Espírito Lucas Desiderium

13 de dezembro de 2010
 

Os Fujões das Obras da Espiritualidade Maior (os piores tipos de desertores), na Visão do Grande Mestre Espiritual Emmanuel, pela psicografia de Chico Xavier (que era por Ele guiado).

(Estudando Jesus e Emmanuel – 08.)

[Observe que a personagem da gravura acima, ilustrativa deste artigo mediúnico do ínclito Irmão Lucas, dá as costas à Luz, enquanto fita os quadros criados por sua mente adoecida, pelo distanciamento das Fontes autênticas desta mesma Luz – a Luz Divina. Nesta circunstância, a pessoa acaba por ter a própria imagem psicológica “teratologizada”, convertida num monstro mental refletido no “espelho da janela”, já que, “filtrando” as impressões observadas do outro lado do vidro de suas características psíquicas enfermas não reconhecidas, torna-as todas, como ela própria, “monstruosas”... Uma tragédia lamentavelmente muito comum. (Comentário do Espírito Eugênia, canalizada pelo mesmo médium coautor deste artigo.)]

Benjamin de Aguiar
pelo
Espírito Irmão Lucas.

Volta e meia, contemplamos o fenômeno da deserção, prenhe de justificativas pouco fundamentadas (só bem lastreadas para os próprios desertores), em torno das Obras legítimas do Bem. Emmanuel, Guia luminífero de Chico Xavier e da Pátria brasileira, em matéria de Evangelho, dirigindo-se aos fujões, na tentativa de caridosamente demovê-los de seus intentos desastrosos, fala, com clareza, sobre este tópico, tão lamentável quanto comum, em Organizações sérias vinculadas à Luz Divina, tanto mais, quanto mais próximas de representarem a Deus na Terra Estas estiverem:

“Arrostas tentações na seara do bem que te ampara contra os arrastamentos ao mal; no entanto, se desertas do encargo que te coube na obra de apoio aos semelhantes, exporás o coração em deplorável temeridade, ao ataque das trevas, já que te retiras da cobertura espiritual que te garante a segurança possível.” (*)

Palavras, entretanto, infortunadamente lançadas ao vento, quase sempre, porquanto, ao ouvi-las, supersticiosos quão presunçosos, alguns desavisados se persignam ou fazem preces ligeiras, julgando-se dispensados dos compromissos a que se vincularam na véspera (e antes do berço), apenas porque alguns interesses seus ou de seu ego foram feridos.
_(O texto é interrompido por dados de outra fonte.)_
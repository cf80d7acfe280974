//! Document repository implementation.

use sqlx::{FromRow, PgPool};

use docstore_core::error::{AppError, ErrorKind};
use docstore_core::result::AppResult;
use docstore_core::types::{DocumentFilter, ParentFilter};
use docstore_entity::document::{Document, DocumentPatch, NewDocument};

/// A per-type document count row.
#[derive(Debug, Clone, FromRow, serde::Serialize, serde::Deserialize)]
pub struct TypeCount {
    /// The type label.
    pub doc_type: String,
    /// Number of documents carrying it.
    pub count: i64,
}

/// Repository for document CRUD and query operations.
#[derive(Debug, Clone)]
pub struct DocumentRepository {
    pool: PgPool,
}

impl DocumentRepository {
    /// Create a new document repository.
    pub fn new(pool: PgPool) -> Self {
        Self { pool }
    }

    /// List documents matching the given filter criteria.
    ///
    /// Criteria are applied in sequence; the sort key maps to a fixed column
    /// name so no user input reaches the SQL text.
    pub async fn find_all(&self, filter: &DocumentFilter) -> AppResult<Vec<Document>> {
        let mut builder = sqlx::QueryBuilder::<sqlx::Postgres>::new(
            "SELECT * FROM documents WHERE TRUE",
        );
        Self::push_criteria(&mut builder, filter);
        builder.push(" ORDER BY ");
        builder.push(filter.sort.document_column());
        builder.push(" ");
        builder.push(filter.direction.as_sql());

        builder
            .build_query_as::<Document>()
            .fetch_all(&self.pool)
            .await
            .map_err(|e| AppError::with_source(ErrorKind::Database, "Failed to list documents", e))
    }

    fn push_criteria(builder: &mut sqlx::QueryBuilder<'_, sqlx::Postgres>, filter: &DocumentFilter) {
        match filter.folder {
            ParentFilter::Any => {}
            ParentFilter::Root => {
                builder.push(" AND folder_id IS NULL");
            }
            ParentFilter::Folder(id) => {
                builder.push(" AND folder_id = ").push_bind(id);
            }
        }
        if let Some(doc_type) = &filter.doc_type {
            builder
                .push(" AND doc_type = ")
                .push_bind(doc_type.clone());
        }
        if let Some(search) = &filter.search {
            // Pinned as case-insensitive regardless of store collation.
            builder
                .push(" AND name ILIKE ")
                .push_bind(format!("%{}%", escape_like(search)));
        }
    }

    /// Find a document by ID.
    pub async fn find_by_id(&self, id: i64) -> AppResult<Option<Document>> {
        sqlx::query_as::<_, Document>("SELECT * FROM documents WHERE id = $1")
            .bind(id)
            .fetch_optional(&self.pool)
            .await
            .map_err(|e| AppError::with_source(ErrorKind::Database, "Failed to find document", e))
    }

    /// Batch lookup by ID; an empty input returns empty without querying.
    pub async fn find_by_ids(&self, ids: &[i64]) -> AppResult<Vec<Document>> {
        if ids.is_empty() {
            return Ok(Vec::new());
        }
        sqlx::query_as::<_, Document>("SELECT * FROM documents WHERE id = ANY($1)")
            .bind(ids)
            .fetch_all(&self.pool)
            .await
            .map_err(|e| AppError::with_source(ErrorKind::Database, "Failed to find documents", e))
    }

    /// Create a new document record.
    pub async fn create(&self, data: &NewDocument) -> AppResult<Document> {
        sqlx::query_as::<_, Document>(
            "INSERT INTO documents (name, doc_type, size_bytes, folder_id, created_by) \
             VALUES ($1, $2, $3, $4, $5) RETURNING *",
        )
        .bind(&data.name)
        .bind(&data.doc_type)
        .bind(data.size_bytes)
        .bind(data.folder_id)
        .bind(&data.created_by)
        .fetch_one(&self.pool)
        .await
        .map_err(|e| AppError::with_source(ErrorKind::Database, "Failed to create document", e))
    }

    /// Apply a partial field set; `None` when the document is absent.
    pub async fn update(&self, id: i64, patch: &DocumentPatch) -> AppResult<Option<Document>> {
        if patch.is_empty() {
            return self.find_by_id(id).await;
        }

        let mut builder =
            sqlx::QueryBuilder::<sqlx::Postgres>::new("UPDATE documents SET updated_at = NOW()");
        if let Some(name) = &patch.name {
            builder.push(", name = ").push_bind(name);
        }
        if let Some(doc_type) = &patch.doc_type {
            builder.push(", doc_type = ").push_bind(doc_type);
        }
        if let Some(size_bytes) = patch.size_bytes {
            builder.push(", size_bytes = ").push_bind(size_bytes);
        }
        if let Some(folder_id) = patch.folder_id {
            builder.push(", folder_id = ").push_bind(folder_id);
        }
        builder.push(" WHERE id = ").push_bind(id);
        builder.push(" RETURNING *");

        builder
            .build_query_as::<Document>()
            .fetch_optional(&self.pool)
            .await
            .map_err(|e| AppError::with_source(ErrorKind::Database, "Failed to update document", e))
    }

    /// Delete a document, returning its pre-deletion snapshot.
    pub async fn delete(&self, id: i64) -> AppResult<Option<Document>> {
        sqlx::query_as::<_, Document>("DELETE FROM documents WHERE id = $1 RETURNING *")
            .bind(id)
            .fetch_optional(&self.pool)
            .await
            .map_err(|e| AppError::with_source(ErrorKind::Database, "Failed to delete document", e))
    }

    /// Delete a batch of documents in one statement, returning the
    /// pre-deletion snapshot of matched rows. Empty input is a no-op.
    pub async fn bulk_delete(&self, ids: &[i64]) -> AppResult<Vec<Document>> {
        if ids.is_empty() {
            return Ok(Vec::new());
        }
        sqlx::query_as::<_, Document>("DELETE FROM documents WHERE id = ANY($1) RETURNING *")
            .bind(ids)
            .fetch_all(&self.pool)
            .await
            .map_err(|e| AppError::with_source(ErrorKind::Database, "Failed to delete documents", e))
    }

    /// Reassign a batch of documents to a folder (or root), returning the
    /// post-move snapshot.
    pub async fn move_to_folder(
        &self,
        ids: &[i64],
        folder_id: Option<i64>,
    ) -> AppResult<Vec<Document>> {
        if ids.is_empty() {
            return Ok(Vec::new());
        }
        sqlx::query_as::<_, Document>(
            "UPDATE documents SET folder_id = $2, updated_at = NOW() \
             WHERE id = ANY($1) RETURNING *",
        )
        .bind(ids)
        .bind(folder_id)
        .fetch_all(&self.pool)
        .await
        .map_err(|e| AppError::with_source(ErrorKind::Database, "Failed to move documents", e))
    }

    /// Grouped document counts per type label.
    pub async fn count_by_type(&self) -> AppResult<Vec<TypeCount>> {
        sqlx::query_as::<_, TypeCount>(
            "SELECT doc_type, COUNT(*) AS count FROM documents \
             GROUP BY doc_type ORDER BY count DESC, doc_type ASC",
        )
        .fetch_all(&self.pool)
        .await
        .map_err(|e| AppError::with_source(ErrorKind::Database, "Failed to count by type", e))
    }

    /// Total size of all documents in bytes (0 when there are no rows).
    pub async fn total_size(&self) -> AppResult<i64> {
        sqlx::query_scalar("SELECT COALESCE(SUM(size_bytes), 0)::BIGINT FROM documents")
            .fetch_one(&self.pool)
            .await
            .map_err(|e| {
                AppError::with_source(ErrorKind::Database, "Failed to calculate total size", e)
            })
    }
}

/// Escape `%` and `_` so user input matches literally inside ILIKE patterns.
fn escape_like(raw: &str) -> String {
    raw.replace('\\', "\\\\").replace('%', "\\%").replace('_', "\\_")
}

#[cfg(test)]
mod tests {
    use super::*;

    // A lazy pool never opens a connection, so the short-circuit paths
    // below must return without reaching the store.
    fn detached_repo() -> DocumentRepository {
        let pool = PgPool::connect_lazy("postgres://docstore@localhost:1/docstore").unwrap();
        DocumentRepository::new(pool)
    }

    #[test]
    fn test_escape_like_wildcards() {
        assert_eq!(escape_like("100%_done"), "100\\%\\_done");
        assert_eq!(escape_like("plain"), "plain");
        assert_eq!(escape_like("back\\slash"), "back\\\\slash");
    }

    #[tokio::test]
    async fn test_find_by_ids_empty_input_skips_the_store() {
        let docs = detached_repo().find_by_ids(&[]).await.unwrap();
        assert!(docs.is_empty());
    }

    #[tokio::test]
    async fn test_bulk_delete_empty_input_is_a_no_op() {
        let deleted = detached_repo().bulk_delete(&[]).await.unwrap();
        assert!(deleted.is_empty());
    }

    #[tokio::test]
    async fn test_move_empty_input_is_a_no_op() {
        let moved = detached_repo().move_to_folder(&[], Some(3)).await.unwrap();
        assert!(moved.is_empty());
    }
}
Como os alcoólatras e viciados em geral, esses incautos provavelmente leem alertas que tais e dizem, de si para consigo, ou para quem os interrogue sobre o que têm em resposta: “Sim, mas isso não se aplica a mim: eu não sou um desertor, não traí ninguém nem Causa alguma”, já longe da Casa a que diziam estar ligados, sem notarem o ato de quase loucura em que se introduzem…

Logo mais, no além-túmulo, estarão deplorando, horrendamente, em remorsos candentes, o desvio de rota a que se entregaram, com total descaso à Ordem Superior a que se jungiram, antes mesmo de renascer, e a Que juraram, com pés firmes, jamais trair e abandonar…

De fato, traem e abandonam… a si mesmos… à sorte de quem segue no mundo, sem o apoio do Alto… visto que, para encerrar com as próprias palavras do Mestre Emmnanuel:

“Provavelmente, estaremos atravessando crises e empeços nos caminhos da luz, mas se nos ausentarmos voluntariamente da luz, para acomodar-nos com a sombra, decerto que a nossa situação, em qualquer terreno, se fará pior.” (*)

(Texto recebido em 11 de dezembro de 2010.)

(*) Trechos do capítulo 21, intitulado “Longe da Luz”, ínsito na obra “Paz e Renovação”, psicografia de Chico Xavier, em nome do Espírito Emmanuel.